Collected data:
╔══
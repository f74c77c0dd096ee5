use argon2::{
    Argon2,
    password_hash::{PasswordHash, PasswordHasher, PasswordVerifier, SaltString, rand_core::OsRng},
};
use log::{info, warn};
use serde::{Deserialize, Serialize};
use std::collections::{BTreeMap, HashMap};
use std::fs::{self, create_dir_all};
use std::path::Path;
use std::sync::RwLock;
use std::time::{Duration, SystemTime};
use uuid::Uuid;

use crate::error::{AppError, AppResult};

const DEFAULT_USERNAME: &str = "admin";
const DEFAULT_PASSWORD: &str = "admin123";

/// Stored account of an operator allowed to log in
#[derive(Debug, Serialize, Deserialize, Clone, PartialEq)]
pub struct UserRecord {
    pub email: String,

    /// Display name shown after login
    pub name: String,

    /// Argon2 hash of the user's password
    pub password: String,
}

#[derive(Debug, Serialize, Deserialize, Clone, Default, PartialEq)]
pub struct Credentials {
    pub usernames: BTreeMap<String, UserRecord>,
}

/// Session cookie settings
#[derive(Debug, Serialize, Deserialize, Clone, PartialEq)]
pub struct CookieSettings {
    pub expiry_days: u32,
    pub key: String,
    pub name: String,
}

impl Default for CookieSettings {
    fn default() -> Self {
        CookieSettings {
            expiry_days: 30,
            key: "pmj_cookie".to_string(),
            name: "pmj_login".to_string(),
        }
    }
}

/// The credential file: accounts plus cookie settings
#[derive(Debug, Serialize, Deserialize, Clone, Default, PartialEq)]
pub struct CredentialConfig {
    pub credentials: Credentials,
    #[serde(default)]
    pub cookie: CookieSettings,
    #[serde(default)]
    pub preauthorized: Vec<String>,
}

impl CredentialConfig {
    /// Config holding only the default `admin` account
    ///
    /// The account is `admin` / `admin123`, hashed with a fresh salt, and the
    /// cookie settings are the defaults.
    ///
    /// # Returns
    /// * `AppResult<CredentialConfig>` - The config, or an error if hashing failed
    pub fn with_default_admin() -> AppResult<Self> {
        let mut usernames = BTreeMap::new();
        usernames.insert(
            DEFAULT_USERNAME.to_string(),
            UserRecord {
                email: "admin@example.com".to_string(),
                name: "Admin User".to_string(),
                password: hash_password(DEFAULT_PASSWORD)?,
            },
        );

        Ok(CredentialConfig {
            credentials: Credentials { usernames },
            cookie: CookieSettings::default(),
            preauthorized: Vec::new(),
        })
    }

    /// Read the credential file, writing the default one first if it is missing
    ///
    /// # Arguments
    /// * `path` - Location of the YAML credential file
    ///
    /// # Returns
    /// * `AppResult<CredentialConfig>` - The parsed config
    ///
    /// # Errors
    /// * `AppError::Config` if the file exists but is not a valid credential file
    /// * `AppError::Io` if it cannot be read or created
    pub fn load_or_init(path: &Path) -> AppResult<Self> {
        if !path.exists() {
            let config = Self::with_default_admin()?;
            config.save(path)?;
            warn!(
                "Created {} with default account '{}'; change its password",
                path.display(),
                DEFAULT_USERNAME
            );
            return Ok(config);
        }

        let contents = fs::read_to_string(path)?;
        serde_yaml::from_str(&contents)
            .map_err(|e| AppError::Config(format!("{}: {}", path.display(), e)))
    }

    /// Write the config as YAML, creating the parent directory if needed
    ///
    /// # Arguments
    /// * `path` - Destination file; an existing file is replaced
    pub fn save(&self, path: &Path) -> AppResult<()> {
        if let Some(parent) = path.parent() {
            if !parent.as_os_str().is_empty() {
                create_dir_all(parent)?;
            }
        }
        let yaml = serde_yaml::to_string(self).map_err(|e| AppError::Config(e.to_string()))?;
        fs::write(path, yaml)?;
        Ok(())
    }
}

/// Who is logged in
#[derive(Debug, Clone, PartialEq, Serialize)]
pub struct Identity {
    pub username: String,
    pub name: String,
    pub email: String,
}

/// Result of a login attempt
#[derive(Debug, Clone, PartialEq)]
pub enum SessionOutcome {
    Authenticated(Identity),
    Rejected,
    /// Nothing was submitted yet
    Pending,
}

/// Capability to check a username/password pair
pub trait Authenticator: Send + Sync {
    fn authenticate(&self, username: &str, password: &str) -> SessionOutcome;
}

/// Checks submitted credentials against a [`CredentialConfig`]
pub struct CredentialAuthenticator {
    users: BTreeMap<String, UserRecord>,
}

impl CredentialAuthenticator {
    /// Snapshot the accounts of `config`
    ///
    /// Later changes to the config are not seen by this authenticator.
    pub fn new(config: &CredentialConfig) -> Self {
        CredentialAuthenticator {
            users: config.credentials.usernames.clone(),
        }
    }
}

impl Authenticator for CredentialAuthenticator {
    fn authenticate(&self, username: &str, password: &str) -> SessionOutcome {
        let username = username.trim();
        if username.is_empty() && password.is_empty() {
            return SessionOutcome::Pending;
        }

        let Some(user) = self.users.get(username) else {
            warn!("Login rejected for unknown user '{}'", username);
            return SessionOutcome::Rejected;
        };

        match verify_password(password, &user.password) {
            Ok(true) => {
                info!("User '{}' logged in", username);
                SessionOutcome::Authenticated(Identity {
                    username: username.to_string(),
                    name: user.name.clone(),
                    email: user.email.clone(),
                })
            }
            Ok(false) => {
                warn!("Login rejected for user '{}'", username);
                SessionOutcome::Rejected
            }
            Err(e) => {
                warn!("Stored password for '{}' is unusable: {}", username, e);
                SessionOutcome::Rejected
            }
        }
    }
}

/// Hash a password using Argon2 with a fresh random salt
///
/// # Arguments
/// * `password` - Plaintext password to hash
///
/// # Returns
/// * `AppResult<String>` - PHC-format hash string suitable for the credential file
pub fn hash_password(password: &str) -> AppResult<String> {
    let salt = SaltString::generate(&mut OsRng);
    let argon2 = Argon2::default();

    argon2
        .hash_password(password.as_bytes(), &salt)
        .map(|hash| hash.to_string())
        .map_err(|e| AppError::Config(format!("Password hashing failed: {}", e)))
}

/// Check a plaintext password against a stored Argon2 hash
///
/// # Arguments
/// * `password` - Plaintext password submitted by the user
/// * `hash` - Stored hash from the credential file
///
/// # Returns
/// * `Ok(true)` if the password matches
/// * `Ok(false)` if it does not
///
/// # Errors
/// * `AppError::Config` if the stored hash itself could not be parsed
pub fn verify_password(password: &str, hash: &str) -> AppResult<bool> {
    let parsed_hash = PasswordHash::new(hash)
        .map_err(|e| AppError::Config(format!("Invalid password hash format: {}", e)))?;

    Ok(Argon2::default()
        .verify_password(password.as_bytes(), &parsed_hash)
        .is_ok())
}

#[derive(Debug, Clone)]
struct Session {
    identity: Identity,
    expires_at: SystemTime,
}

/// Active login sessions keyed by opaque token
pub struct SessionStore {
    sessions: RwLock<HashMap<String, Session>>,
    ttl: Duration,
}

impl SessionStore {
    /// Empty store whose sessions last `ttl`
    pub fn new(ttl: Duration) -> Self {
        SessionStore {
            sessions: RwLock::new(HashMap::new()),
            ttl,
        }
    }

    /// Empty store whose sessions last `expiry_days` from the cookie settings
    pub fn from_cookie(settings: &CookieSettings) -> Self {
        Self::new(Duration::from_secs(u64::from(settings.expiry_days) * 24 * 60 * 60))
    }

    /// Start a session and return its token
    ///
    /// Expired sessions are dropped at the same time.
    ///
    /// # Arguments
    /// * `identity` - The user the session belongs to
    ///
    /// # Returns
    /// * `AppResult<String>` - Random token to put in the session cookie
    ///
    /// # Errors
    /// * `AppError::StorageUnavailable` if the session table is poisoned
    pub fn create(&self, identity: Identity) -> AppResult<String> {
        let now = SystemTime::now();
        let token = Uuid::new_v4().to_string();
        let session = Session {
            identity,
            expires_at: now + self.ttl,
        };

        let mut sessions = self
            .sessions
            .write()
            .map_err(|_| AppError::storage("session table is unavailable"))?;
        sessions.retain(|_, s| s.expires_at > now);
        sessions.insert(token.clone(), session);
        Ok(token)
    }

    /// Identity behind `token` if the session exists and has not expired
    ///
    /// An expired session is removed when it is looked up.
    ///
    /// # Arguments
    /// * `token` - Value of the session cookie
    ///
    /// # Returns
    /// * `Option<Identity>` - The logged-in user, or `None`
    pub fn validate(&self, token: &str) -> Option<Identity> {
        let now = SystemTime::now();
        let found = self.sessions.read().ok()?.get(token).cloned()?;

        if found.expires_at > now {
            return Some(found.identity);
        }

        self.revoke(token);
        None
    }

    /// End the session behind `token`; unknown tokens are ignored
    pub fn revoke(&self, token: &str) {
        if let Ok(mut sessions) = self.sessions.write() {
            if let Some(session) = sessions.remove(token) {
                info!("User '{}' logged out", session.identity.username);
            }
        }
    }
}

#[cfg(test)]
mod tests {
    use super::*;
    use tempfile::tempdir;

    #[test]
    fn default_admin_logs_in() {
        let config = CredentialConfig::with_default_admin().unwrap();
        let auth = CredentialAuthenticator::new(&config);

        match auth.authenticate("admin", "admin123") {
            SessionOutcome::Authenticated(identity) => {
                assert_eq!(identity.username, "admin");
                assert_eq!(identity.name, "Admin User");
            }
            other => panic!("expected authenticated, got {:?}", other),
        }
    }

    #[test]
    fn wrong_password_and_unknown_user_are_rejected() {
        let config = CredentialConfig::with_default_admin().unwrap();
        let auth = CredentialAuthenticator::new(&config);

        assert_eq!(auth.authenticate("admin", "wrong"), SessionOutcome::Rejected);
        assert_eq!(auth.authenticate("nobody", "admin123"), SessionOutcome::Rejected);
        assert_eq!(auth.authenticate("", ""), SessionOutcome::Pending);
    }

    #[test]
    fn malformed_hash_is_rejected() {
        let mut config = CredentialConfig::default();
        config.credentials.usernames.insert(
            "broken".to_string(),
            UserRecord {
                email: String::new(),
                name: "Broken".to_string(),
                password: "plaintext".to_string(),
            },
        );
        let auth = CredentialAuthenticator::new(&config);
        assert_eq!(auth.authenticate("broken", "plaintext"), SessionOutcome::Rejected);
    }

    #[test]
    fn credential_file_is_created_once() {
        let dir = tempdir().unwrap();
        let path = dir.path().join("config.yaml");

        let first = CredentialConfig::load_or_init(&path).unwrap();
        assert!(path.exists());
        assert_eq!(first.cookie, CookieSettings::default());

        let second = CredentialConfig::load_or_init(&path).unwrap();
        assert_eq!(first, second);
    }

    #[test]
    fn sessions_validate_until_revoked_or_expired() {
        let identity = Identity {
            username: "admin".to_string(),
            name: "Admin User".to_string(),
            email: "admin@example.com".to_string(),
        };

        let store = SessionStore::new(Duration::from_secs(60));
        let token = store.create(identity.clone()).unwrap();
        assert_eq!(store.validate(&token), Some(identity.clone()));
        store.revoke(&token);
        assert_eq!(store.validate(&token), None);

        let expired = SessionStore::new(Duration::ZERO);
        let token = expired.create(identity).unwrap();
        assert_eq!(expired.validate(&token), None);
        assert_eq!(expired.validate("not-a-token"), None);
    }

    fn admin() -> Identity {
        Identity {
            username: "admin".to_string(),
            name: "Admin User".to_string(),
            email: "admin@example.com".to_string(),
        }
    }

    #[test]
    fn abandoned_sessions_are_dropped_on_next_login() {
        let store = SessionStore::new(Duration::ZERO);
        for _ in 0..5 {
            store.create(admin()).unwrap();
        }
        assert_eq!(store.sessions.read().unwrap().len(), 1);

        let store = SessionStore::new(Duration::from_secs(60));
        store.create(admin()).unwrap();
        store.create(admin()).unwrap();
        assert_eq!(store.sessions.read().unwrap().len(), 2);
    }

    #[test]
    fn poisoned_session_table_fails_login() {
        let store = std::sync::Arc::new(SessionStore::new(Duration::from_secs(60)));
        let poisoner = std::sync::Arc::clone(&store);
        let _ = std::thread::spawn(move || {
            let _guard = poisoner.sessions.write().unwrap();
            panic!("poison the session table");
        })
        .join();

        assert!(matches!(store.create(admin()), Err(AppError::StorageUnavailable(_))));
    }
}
╚══
╔══
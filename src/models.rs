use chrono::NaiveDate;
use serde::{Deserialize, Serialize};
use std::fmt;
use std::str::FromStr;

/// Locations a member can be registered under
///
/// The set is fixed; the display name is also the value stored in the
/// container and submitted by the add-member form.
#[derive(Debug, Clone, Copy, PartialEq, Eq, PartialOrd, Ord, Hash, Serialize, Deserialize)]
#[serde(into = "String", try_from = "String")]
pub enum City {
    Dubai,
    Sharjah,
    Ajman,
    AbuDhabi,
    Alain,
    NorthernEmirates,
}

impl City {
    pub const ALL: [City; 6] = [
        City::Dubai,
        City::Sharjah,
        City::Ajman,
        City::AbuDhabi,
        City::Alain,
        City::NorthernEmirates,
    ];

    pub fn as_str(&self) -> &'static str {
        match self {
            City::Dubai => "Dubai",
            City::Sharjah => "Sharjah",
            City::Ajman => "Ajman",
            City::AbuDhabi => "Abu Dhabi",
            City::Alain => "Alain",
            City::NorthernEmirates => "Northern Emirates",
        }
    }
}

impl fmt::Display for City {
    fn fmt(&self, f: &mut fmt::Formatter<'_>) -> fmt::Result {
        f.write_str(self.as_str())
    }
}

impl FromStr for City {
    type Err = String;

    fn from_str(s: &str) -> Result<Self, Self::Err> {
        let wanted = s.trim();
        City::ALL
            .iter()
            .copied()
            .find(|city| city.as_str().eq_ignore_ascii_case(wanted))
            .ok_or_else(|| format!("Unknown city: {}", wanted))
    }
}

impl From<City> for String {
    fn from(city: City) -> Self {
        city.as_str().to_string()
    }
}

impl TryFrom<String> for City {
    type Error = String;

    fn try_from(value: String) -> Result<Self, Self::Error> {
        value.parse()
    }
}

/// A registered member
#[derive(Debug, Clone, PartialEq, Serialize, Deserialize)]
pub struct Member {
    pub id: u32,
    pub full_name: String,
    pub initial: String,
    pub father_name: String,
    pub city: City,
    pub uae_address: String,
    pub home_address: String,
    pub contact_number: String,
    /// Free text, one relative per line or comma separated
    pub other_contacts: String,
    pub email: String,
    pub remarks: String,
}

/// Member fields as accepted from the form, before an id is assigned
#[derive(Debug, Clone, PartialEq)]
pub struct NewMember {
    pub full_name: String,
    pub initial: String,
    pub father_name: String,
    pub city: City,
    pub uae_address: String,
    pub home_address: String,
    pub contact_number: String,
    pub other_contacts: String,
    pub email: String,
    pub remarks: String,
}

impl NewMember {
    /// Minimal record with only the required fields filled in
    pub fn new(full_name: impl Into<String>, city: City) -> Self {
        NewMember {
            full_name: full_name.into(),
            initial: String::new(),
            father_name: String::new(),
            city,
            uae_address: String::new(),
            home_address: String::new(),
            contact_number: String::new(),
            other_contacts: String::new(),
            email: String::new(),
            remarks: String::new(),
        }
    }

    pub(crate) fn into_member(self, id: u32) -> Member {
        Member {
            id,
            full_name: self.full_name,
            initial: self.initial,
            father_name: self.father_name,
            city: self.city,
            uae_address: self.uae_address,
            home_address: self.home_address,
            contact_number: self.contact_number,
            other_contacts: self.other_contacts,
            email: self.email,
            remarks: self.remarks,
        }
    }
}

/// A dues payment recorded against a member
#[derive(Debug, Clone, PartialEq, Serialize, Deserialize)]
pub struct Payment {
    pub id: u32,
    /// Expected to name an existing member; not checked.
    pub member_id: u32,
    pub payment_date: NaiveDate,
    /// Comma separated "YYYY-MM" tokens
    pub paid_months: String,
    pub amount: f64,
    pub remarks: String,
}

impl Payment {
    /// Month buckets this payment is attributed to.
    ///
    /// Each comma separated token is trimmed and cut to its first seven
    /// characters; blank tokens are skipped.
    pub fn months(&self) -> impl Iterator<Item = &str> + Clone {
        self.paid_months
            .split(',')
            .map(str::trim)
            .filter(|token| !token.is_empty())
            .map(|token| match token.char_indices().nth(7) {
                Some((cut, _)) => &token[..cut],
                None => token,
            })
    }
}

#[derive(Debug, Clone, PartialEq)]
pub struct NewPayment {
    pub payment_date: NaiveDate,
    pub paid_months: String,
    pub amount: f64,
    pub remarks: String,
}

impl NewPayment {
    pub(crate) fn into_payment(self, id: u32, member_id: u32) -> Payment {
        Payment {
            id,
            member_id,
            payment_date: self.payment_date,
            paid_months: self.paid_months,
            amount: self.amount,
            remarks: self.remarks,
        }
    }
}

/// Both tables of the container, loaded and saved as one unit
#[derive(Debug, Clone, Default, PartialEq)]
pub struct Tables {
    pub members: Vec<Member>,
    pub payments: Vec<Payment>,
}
╚══
** BRIEF **
Pull out every line of the records above that contains the word "PasswordHash".

** ANSWER SPACE **
    password_hash::{PasswordHash, PasswordHasher, PasswordVerifier, SaltString, rand_core::OsRng},
    let parsed_hash = PasswordHash::new(hash)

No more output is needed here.